BODIPY dyes: From chalcogen-based synthesis to emerging applications and sulfur compound detection

Abstract

BODIPY dyes have emerged as one of the most versatile fluorophores due to their outstanding photophysical properties, including high fluorescence quantum yields, photostability, and structural tunability. Recent advances in the incorporation of chalcogen atoms, particularly selenium and sulfur, into the BODIPY framework have opened new avenues for tuning their electronic properties, enabling their use in chemical sensing, bioimaging, and photodynamic therapy. This review presents a comprehensive overview of synthetic strategies used to functionalize BODIPY dyes with chalcogens, exploring how such modifications affect their optical behavior and expanding their applicability across biological and technological fields.
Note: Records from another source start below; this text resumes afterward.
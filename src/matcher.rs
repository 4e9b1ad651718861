//! Fuzzy comparison of recognized speech against the expected utterance.
//!
//! Matching ladder, first hit wins:
//! 1) exact equality after normalization (similarity 1.0)
//! 2) normalized Levenshtein similarity at or above the direct threshold
//! 3) accepted transliteration spellings of the target, each scored the same
//!    way against a lower threshold
//!
//! Voice questions may carry a per-question tolerance that replaces the direct
//! threshold for that question only.

use std::collections::HashMap;

use serde::Serialize;
use strsim::normalized_levenshtein;

use crate::util::normalize_answer;

/// Which rung of the ladder produced the verdict.
#[derive(Clone, Copy, Debug, PartialEq, Eq, Serialize)]
#[serde(rename_all = "snake_case")]
pub enum MatchMethod {
  Exact,
  Similarity,
  Transliteration,
  None,
}

/// Outcome of one comparison. `similarity` is the best score seen, even when
/// it fell short of every threshold.
#[derive(Clone, Debug, Serialize)]
pub struct MatchResult {
  pub is_match: bool,
  pub similarity: f64,
  pub method: MatchMethod,
  pub matched_spelling: Option<String>,
}

impl MatchResult {
  fn none(similarity: f64) -> Self {
    Self { is_match: false, similarity, method: MatchMethod::None, matched_spelling: None }
  }
}

/// Deterministic, side-effect-free matcher. The transliteration table maps a
/// normalized target to its accepted spellings (Latin variants and the Arabic
/// form).
#[derive(Clone, Debug)]
pub struct SimilarityMatcher {
  direct_threshold: f64,
  transliteration_threshold: f64,
  table: HashMap<String, Vec<String>>,
}

impl SimilarityMatcher {
  pub fn new(
    direct_threshold: f64,
    transliteration_threshold: f64,
    table: HashMap<String, Vec<String>>,
  ) -> Self {
    Self { direct_threshold, transliteration_threshold, table }
  }

  /// Compare recognized text to the expected utterance.
  pub fn match_answer(&self, recognized: &str, target: &str, tolerance: Option<f64>) -> MatchResult {
    let recog = normalize_answer(recognized);
    let tgt = normalize_answer(target);
    if recog.is_empty() || tgt.is_empty() {
      return MatchResult::none(0.0);
    }

    if recog == tgt {
      return MatchResult {
        is_match: true,
        similarity: 1.0,
        method: MatchMethod::Exact,
        matched_spelling: None,
      };
    }

    let direct = normalized_levenshtein(&recog, &tgt);
    let threshold = tolerance.unwrap_or(self.direct_threshold);
    if direct >= threshold {
      return MatchResult {
        is_match: true,
        similarity: direct,
        method: MatchMethod::Similarity,
        matched_spelling: None,
      };
    }

    if let Some(spellings) = self.table.get(&tgt) {
      let mut best: Option<(f64, &String)> = None;
      for spelling in spellings {
        let sim = normalized_levenshtein(&recog, &normalize_answer(spelling));
        if best.map_or(true, |(b, _)| sim > b) {
          best = Some((sim, spelling));
        }
      }
      if let Some((sim, spelling)) = best {
        if sim >= self.transliteration_threshold {
          return MatchResult {
            is_match: true,
            similarity: sim,
            method: MatchMethod::Transliteration,
            matched_spelling: Some(spelling.clone()),
          };
        }
      }
    }

    MatchResult::none(direct)
  }
}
Special emphasis is given to their roles in detecting reactive oxygen species, superoxide anions, hypochlorite, biothiols, and metal ions, as well as in triplet–triplet annihilation upconversion and antimicrobial photodynamic therapy. The growing interest in these derivatives is underpinned by their unique redox behavior, responsiveness to the cellular environment, and compatibility with advanced imaging techniques. Finally, we present an updated perspective on the most recent and impactful methodologies, highlighting selected examples of BODIPY-based systems - including cases where the chalcogen atom is not directly attached to the BODIPY core - applied in the development for sulfur compound detection, emphasizing their evolution and significance.